Start of Block

//! injectable time source.
//!
//! the cache, the statistics and the event log all ask a `Clock` for "now"
//! instead of calling `Utc::now()` directly, so tests can age data out
//! without sleeping.

use chrono::{DateTime, Duration, Utc};
use std::sync::Mutex;

pub trait Clock: Send + Sync {
    fn now(&self) -> DateTime<Utc>;
}

/// wall clock
#[derive(Debug, Default, Clone, Copy)]
pub struct SystemClock;

impl Clock for SystemClock {
    fn now(&self) -> DateTime<Utc> {
        Utc::now()
    }
}

/// a clock that only moves when told to
#[derive(Debug)]
pub struct ManualClock {
    now: Mutex<DateTime<Utc>>,
}

impl ManualClock {
    pub fn new(start: DateTime<Utc>) -> Self {
        Self { now: Mutex::new(start) }
    }

    pub fn advance(&self, by: Duration) {
        let mut now = self.now.lock().unwrap_or_else(|e| e.into_inner());
        *now += by;
    }

    pub fn set(&self, to: DateTime<Utc>) {
        let mut now = self.now.lock().unwrap_or_else(|e| e.into_inner());
        *now = to;
    }
}

impl Default for ManualClock {
    fn default() -> Self {
        Self::new(Utc::now())
    }
}

impl Clock for ManualClock {
    fn now(&self) -> DateTime<Utc> {
        *self.now.lock().unwrap_or_else(|e| e.into_inner())
    }
}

End of Block

Copy out every entry above exactly.

● Output:
//! injectable time source.
//!
//! the cache, the statistics and the event log all ask a `Clock` for "now"
//! instead of calling `Utc::now()` directly, so tests can age data out
//! without sleeping.

use chrono::{DateTime, Duration, Utc};
use std::sync::Mutex;

pub trait Clock: Send + Sync {
    fn now(&self) -> DateTime<Utc>;
}

/// wall clock
#[derive(Debug, Default, Clone, Copy)]
pub struct SystemClock;

impl Clock for SystemClock {
    fn now(&self) -> DateTime<Utc> {
        Utc::now()
    }
}

/// a clock that only moves when told to
#[derive(Debug)]
pub struct ManualClock {
    now: Mutex<DateTime<Utc>>,
}

impl ManualClock {
    pub fn new(start: DateTime<Utc>) -> Self {
        Self { now: Mutex::new(start) }
    }

    pub fn advance(&self, by: Duration) {
        let mut now = self.now.lock().unwrap_or_else(|e| e.into_inner());
        *now += by;
    }

    pub fn set(&self, to: DateTime<Utc>) {
        let mut now = self.now.lock().unwrap_or_else(|e| e.into_inner());
        *now = to;
    }
}

impl Default for ManualClock {
    fn default() -> Self {
        Self::new(Utc::now())
    }
}

impl Clock for ManualClock {
    fn now(&self) -> DateTime<Utc> {
        *self.now.lock().unwrap_or_else(|e| e.into_inner())
    }
}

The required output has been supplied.